The poet reached his political prominence in June 1848, with the momentary victory of the Wallachian Revolution. During the original uprising, he agitated among Bucharest's citizens, reciting "revolutionary hymns". Following Bibescu's ouster, the Provisional Government established a National Guard, and organized a contest to select its commander. Papazoglu recalls that Aristia was the first Guard commander, elected by the Bucharest citizenry with an acclamation on the field of Filaret. Other accounts suggest that Aristia presented himself as a candidate, but lost to government favorite Scarlat Crețulescu, and was only appointed a regular member for one Bucharest's five defense committees. According to Aricescu, Aristia and Nicolae Teologu were supported by the populace, who gathered at Filaret to protest against Crețulescu's selection. This prompted the authorities to censure them with a proclamation against "anarchy"; as read by Aricescu, the document proved that Aristia and Teologu, as Heliade disciples, were less left-wing than Rosetti and other "demagogues", who made up most of the revolutionary cabinet.

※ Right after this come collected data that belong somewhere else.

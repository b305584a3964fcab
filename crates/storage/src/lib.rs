//! Storage layer for the StringSync backend.
//!
//! This crate provides PostgreSQL implementations of the repository traits
//! defined in `stringsync-core`. It handles all database interactions
//! including connection pooling, migrations, and CRUD operations.
//!
//! # Architecture
//!
//! The storage layer follows the repository pattern:
//!
//! - [`postgres::Database`] - Connection pool management
//! - [`postgres::PgRepositories`] - Composite repository for all entity types
//! - Individual repositories for users, notations, tags, and sessions
//!
//! # Usage
//!
//! ```ignore
//! use stringsync_storage::{Database, DatabaseConfig, PgRepositories};
//!
//! // Connect to the database
//! let config = DatabaseConfig::for_server(&database_url);
//! let db = Database::connect(&config).await?;
//!
//! // Run migrations
//! db.migrate().await?;
//!
//! // Create repositories
//! let repositories = Arc::new(PgRepositories::new(Arc::new(db)));
//! ```

pub mod postgres;

pub use postgres::{Database, DatabaseConfig, PgRepositories, PurgeStats};
//! Core domain layer for the StringSync lesson library.
//!
//! This crate contains the domain models, port traits (interfaces), and
//! business logic services for the StringSync backend. It follows
//! hexagonal architecture principles - this is the innermost layer with
//! no dependencies on infrastructure.
//!
//! # Architecture
//!
//! ```text
//! ┌─────────────────────────────────────────────────────────────┐
//! │                   stringsync (binary)                       │
//! ├─────────────────────────────────────────────────────────────┤
//! │                   stringsync-graphql                        │
//! │                   (API + HTTP server)                       │
//! ├─────────────────────────────────────────────────────────────┤
//! │                   stringsync-storage                        │
//! │                     (PostgreSQL)                            │
//! ├─────────────────────────────────────────────────────────────┤
//! │                   stringsync-core  ← YOU ARE HERE           │
//! │               (models, ports, services)                     │
//! └─────────────────────────────────────────────────────────────┘
//! ```
//!
//! # Modules
//!
//! - [`models`] - Domain models (User, Notation, Tag, etc.)
//! - [`ports`] - Interface traits for adapters to implement, including
//!   the cursor pagination engine
//! - [`services`] - Core business logic (auth, notations, notifications)
//! - [`error`] - Domain error types
//! - [`metrics`] - Prometheus metrics definitions
//! - [`testing`] - In-memory repositories and factories
//!
//! # Key Concepts
//!
//! ## Ports
//!
//! Ports define interfaces that external adapters must implement:
//!
//! - [`ports::Repositories`] - Persist and query application data
//! - [`ports::Mailer`] - Deliver outbound email
//!
//! ## Pagination
//!
//! Every listing endpoint pages with Relay-style cursors through one
//! engine, [`ports::Pager`]. Repositories supply an entity finder; the
//! engine resolves `{first, after}` / `{last, before}` arguments,
//! drives the finder, and assembles a [`ports::Connection`] with
//! correct page-info flags. See the docs on [`ports::Pager`] for the
//! full contract.

pub mod error;
pub mod metrics;
pub mod models;
pub mod ports;
pub mod services;
pub mod testing;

On July 7 (Old Style: June 25), Crețulescu resigned, freeing his seat for Aristia. According to Papazoglu, entire sections of the National Guard existed only on paper. Those that did exist comprised regular members of the city guilds in their work uniforms, who amused the populace with their poor military training. During his period as a revolutionary officer, Aristia himself helped carry out the clampdown on Bibescu loyalists. According to Heliade, the reactionary leader Ioan Solomon was captured by "Constantin Aristias, a colonel in the national guard, who enjoyed the People's great confidence". Heliade claims that Aristia saved Solomon from a near-lynching, ordering his protective imprisonment at Cernica. Another target of revolutionary vengeance was Grigore Lăcusteanu, whose memoirs recall an encounter with "Aristia (hitherto a demented acting coach) and one Apoloni, armed to their teeth, their hats festooned with feathers." Lăcusteanu also claims that he easily tricked Aristia into allowing him to lodge with a friend, Constantin A. Crețulescu, instead of being moved into an actual prison.

Shortly after, Aristia resigned and was replaced with Teologu. He remained enlisted with the Guard, helping its new commander with the reorganization. According to one later record, Aristia also served as a revolutionary Prefect of Ilfov County (which included Bucharest). Învățătorul Satului, directed by the radical Nicolae Bălcescu from July 1848, employed the poet on its editorial team. Over three issues, it published his unabashed political essay, Despre libertate ("On Liberty"). In September, the Revolution itself took a more radical turn: at a public rally on September 18 (O. S.: September 6), Regulamentul Organic and Arhondologia (the register of titles and ranks) were publicly burned. Aristia and Bolliac participated in this event and gave "firebrand speeches." As reported by Colonel Voinescu, the conservative memoirist, the "ridiculous parody" was entirely organized by "a Greek man, namely C. Aristia". Voinescu muses: "What should we call such an act? Which nation has ever set fire to its own laws before even making herself some new ones! but there is some consolation in the knowledge that the chief leader of this display was a Greek."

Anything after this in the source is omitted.